Brasília, 25 (AE) - Militantes do grupo maoista Sendero Luminoso, do Peru, podem estar infiltrados na Liga Operária Camponesa (LOC) - uma dissidência do Movimento dos Trabalhadores Rurais Sem-Terra (MST) - em Rondônia e Acre. Nos acampamentos Curral e Barragem, em Machadinho D´Oeste, pertencente à organização, o setor de inteligência da Polícia Federal (PF) descobriu diversas publicações em espanhol do Sendero e do grupo Zapatista, do México. A denúncia também foi feita esta semana por cinco senadores da Amazônia que temem uma ação violenta do movimento na região.
Esta semana, a PF vai ouvir o depoimento de dois assaltantes de bancos, suspeitos de integrarem a LOC. O dinheiro arrecadado seria usado para financiar a compra de armamentos. "Com esses depoimentos poderemos esclarecer muita coisa", afirmou o superintendente da PF em Rondônia, Wilson Damázio. Na sessão de quinta-feira, o senador Bernardo Cabral (PFL-AM), baseando-se em informações do Exército, reforçou a denúncia, também confirmadas por outros quatro senadores do Amazônia. "As informações que temos são de que, há possibilidade de ter infiltração de guerrilheiros colombianos na região", afirma o senador Nabor Júnior (PMDB-AC).
Segundo Tião Viana (PT-AC), irmão do governador do Acre, a infiltração pode ser até de grupos paramilitares. "Hoje, no Estado, não há uma ação do MST, mas acontece um movimento às escondidas, um movimento delicado promovido por membros de guerrilha e de organizações de paramilitares de países vizinhos", afirma.

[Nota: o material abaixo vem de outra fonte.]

//! Infrastructure implementation of the `ConfigStore` port.

use std::path::PathBuf;

use anyhow::{Context, Result};

use crate::application::ports::ConfigStore;
use crate::domain::config::{
    CONFIG_ENV_VAR, ConfigFormat, DEFAULT_CONFIG_FILE, ProbeOverrides, parse_overrides,
};

/// Reads probe overrides from a JSON or YAML file on disk.
pub struct FileConfigStore {
    path: PathBuf,
}

impl FileConfigStore {
    /// `explicit` (from `--config`) wins, then `PREINGEST_CONFIG`, then
    /// `./config.json`.
    #[must_use]
    pub fn resolve(explicit: Option<PathBuf>) -> Self {
        let path = explicit
            .or_else(|| std::env::var_os(CONFIG_ENV_VAR).map(PathBuf::from))
            .unwrap_or_else(|| PathBuf::from(DEFAULT_CONFIG_FILE));
        Self { path }
    }
}

impl ConfigStore for FileConfigStore {
    fn path(&self) -> PathBuf {
        self.path.clone()
    }

    fn load(&self) -> Result<Option<ProbeOverrides>> {
        if !self.path.exists() {
            tracing::debug!(path = %self.path.display(), "no config file, using defaults");
            return Ok(None);
        }
        let content = std::fs::read_to_string(&self.path)
            .with_context(|| format!("cannot read {}", self.path.display()))?;
        let overrides = parse_overrides(&content, ConfigFormat::from_path(&self.path))
            .with_context(|| format!("cannot parse {}", self.path.display()))?;
        tracing::info!(
            path = %self.path.display(),
            sections = overrides.len(),
            "loaded config file"
        );
        Ok(Some(overrides))
    }
}
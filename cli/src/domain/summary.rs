//! Aggregation of probe outcomes into a single run summary.
//!
//! This module is intentionally free of I/O, async, and external layer imports.

use preingest_common::{ConfigMode, Enforcement, FinalResult, Outcome, Summary, ValidationResult};

pub const MSG_ERROR: &str = "Unexpected error during validation";
pub const MSG_FAIL: &str = "Not ready for ingestion";
pub const MSG_PARTIAL: &str =
    "Passed base requirements for ingestion, but may not be fully optimized";
pub const MSG_READY: &str = "Ready for ingestion";
pub const MSG_CUSTOM_SUFFIX: &str = ". Warning, custom config may affect final result";

/// Reduce a run's outcomes to one summary.
///
/// Priority is `Error > Required fail > Recommended fail > Pass`. `NotRun`
/// outcomes count toward `total_count` but never toward `pass_count` and
/// never change the verdict.
#[must_use]
pub fn summarize(outcomes: &[Outcome]) -> Summary {
    let mut pass_count = 0;
    let mut any_error = false;
    let mut any_required_fail = false;
    let mut any_recommended_fail = false;
    let mut any_custom = false;

    for outcome in outcomes {
        if outcome.is_custom() {
            any_custom = true;
        }
        match outcome.result {
            ValidationResult::Pass => pass_count += 1,
            ValidationResult::Error => any_error = true,
            ValidationResult::NotRun => {}
            ValidationResult::Fail => match outcome.enforcement {
                Enforcement::Required => any_required_fail = true,
                Enforcement::Recommended => any_recommended_fail = true,
            },
        }
    }

    let (final_result, message) = if any_error {
        (FinalResult::Error, MSG_ERROR)
    } else if any_required_fail {
        (FinalResult::Fail, MSG_FAIL)
    } else if any_recommended_fail {
        (FinalResult::Pass, MSG_PARTIAL)
    } else {
        (FinalResult::Pass, MSG_READY)
    };

    let (config_mode, message) = if any_custom {
        (ConfigMode::Custom, format!("{message}{MSG_CUSTOM_SUFFIX}"))
    } else {
        (ConfigMode::Default, message.to_string())
    };

    Summary {
        final_result,
        config_mode,
        pass_count,
        total_count: outcomes.len(),
        message,
    }
}

// ── Unit tests ────────────────────────────────────────────────────────────────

O senador Moreira Mendes (PFL-RO) mostrou a cartilha que supostamente seria utilizada pelos integrantes da LOC, onde prega a radicalização do processo de reforma agrária. Os parlamentares, segundo Nabor Junior, vão se reunir com a PF para formalizar a denúncia, que já seria de conhecimento do Comando Militar da Amazônia (CMA).